Businesses will need to run a tight ship over these choppy waters.
And that includes ring fencing the top talent. And safeguarding all those who are journeying with them. We’re living through a time of uncertainty and angst that we’ve never experienced before. So no one has the right answer. But there are multiple possibilities being explored by companies on how to tackle the performance appraisals - some are thinking of the traditional bonus payouts, while some are planning for muted salary revisions or delays in paying variables by at least a quarter, so they have more time to regroup and respond to the economic situation.
But they should go after transparency rather than a wait-and-watch approach.
Employees always appreciate honesty and transparency over power distance and delayed responses in the name of safeguarding one’s business and avoiding any panic situations. Most businesses who have rolled out contingency plans, or even declared pay cuts/complete washouts are doing a lot better than those who are still keeping their workforce in the dark. Because everyone knows what to expect in the times to come.
Remember, people first, economics next.
Retaining talent has always been of utmost importance. And it’s no different during a crisis.

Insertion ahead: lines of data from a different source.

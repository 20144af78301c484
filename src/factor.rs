// Copyright 2025 Nelson Dominguez
// SPDX-License-Identifier: MIT OR Apache-2.0

use num_bigint_dig::BigUint;
use num_integer::Roots;

use crate::util::{from_u128, to_u128};
use crate::{Error, Result};

/// Splits a composite modulus into `(a, b)` with `a * b = n` and
/// `a >= b > 1`, choosing `b` as close to `sqrt(n)` as possible so the two
/// Feistel halves stay balanced.
///
/// Deterministic downward trial division: the first divisor found at or
/// below the integer square root wins, so encrypt and decrypt always agree
/// on the split. A prime modulus has no such divisor and is reported as
/// [`Error::PrimeModulus`].
///
/// The modulus must already have passed validation; the search runs on
/// `u128`, which the [`crate::MAX_MODULUS_BYTES`] bound guarantees is wide
/// enough.
pub(crate) fn balanced_factors(modulus: &BigUint) -> Result<(BigUint, BigUint)> {
    let n = to_u128(modulus);

    let mut d = n.sqrt();
    while d >= 2 {
        if n % d == 0 {
            return Ok((from_u128(n / d), from_u128(d)));
        }
        d -= 1;
    }

    Err(Error::PrimeModulus)
}

#[cfg(test)]
mod tests {
    use super::*;

    fn factors(n: u128) -> (BigUint, BigUint) {
        balanced_factors(&from_u128(n)).unwrap()
    }

    fn pair(a: u128, b: u128) -> (BigUint, BigUint) {
        (from_u128(a), from_u128(b))
    }

    #[test]
    fn perfect_squares_split_evenly() {
        assert_eq!(factors(4), pair(2, 2));
        assert_eq!(factors(36), pair(6, 6));
        assert_eq!(factors(10_000), pair(100, 100));
    }

    #[test]
    fn b_is_the_divisor_closest_to_the_square_root() {
        assert_eq!(factors(12), pair(4, 3));
        assert_eq!(factors(15), pair(5, 3));
        assert_eq!(factors(5001), pair(1667, 3));
        assert_eq!(factors(9_999_999_999_999_999), pair(100_000_001, 99_999_999));
    }

    #[test]
    fn lopsided_semiprimes_still_factor() {
        // 9998 = 2 * 4999 with 4999 prime; the only divisor below the root is 2.
        assert_eq!(factors(9998), pair(4999, 2));
    }

    #[test]
    fn largest_allowed_modulus_factors() {
        // 2^128 - 1 = (2^64 + 1)(2^64 - 1), and 2^64 - 1 is exactly the
        // integer square root, so the search succeeds on its first probe.
        assert_eq!(factors(u128::MAX), pair((1u128 << 64) + 1, (1u128 << 64) - 1));
    }

    #[test]
    fn primes_are_rejected() {
        for p in [2u128, 3, 5, 13, 10_007] {
            assert_eq!(balanced_factors(&from_u128(p)), Err(Error::PrimeModulus));
        }
    }
}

While business leaders will have to make tough people decisions today - let some go, cut a few benefits, reimagine cost structures and so on, to stay afloat - retaining people would still be key. Because it’s the people who will ensure business continuity, drive new initiatives, motivate each other, innovate on fresh business strategies and identify opportunities during the crisis.
Businesses need to stay logical, but compassionate.
Transparency in communications and tabling all the facts clearly but compassionately is what businesses owe to their employees at this point. In order for them to make their own contingency plans and know what is coming their way. Everyone is mature and watching the crisis unfold before their eyes. So there is enough awareness of the economic implications it is likely to bring in its wake. So it is important for businesses to communicate honestly and call a spade a spade, so that the average performers can get a heads-up of impending layoffs and the top performers can be assured that when the economic climate turns, they will be given their dues.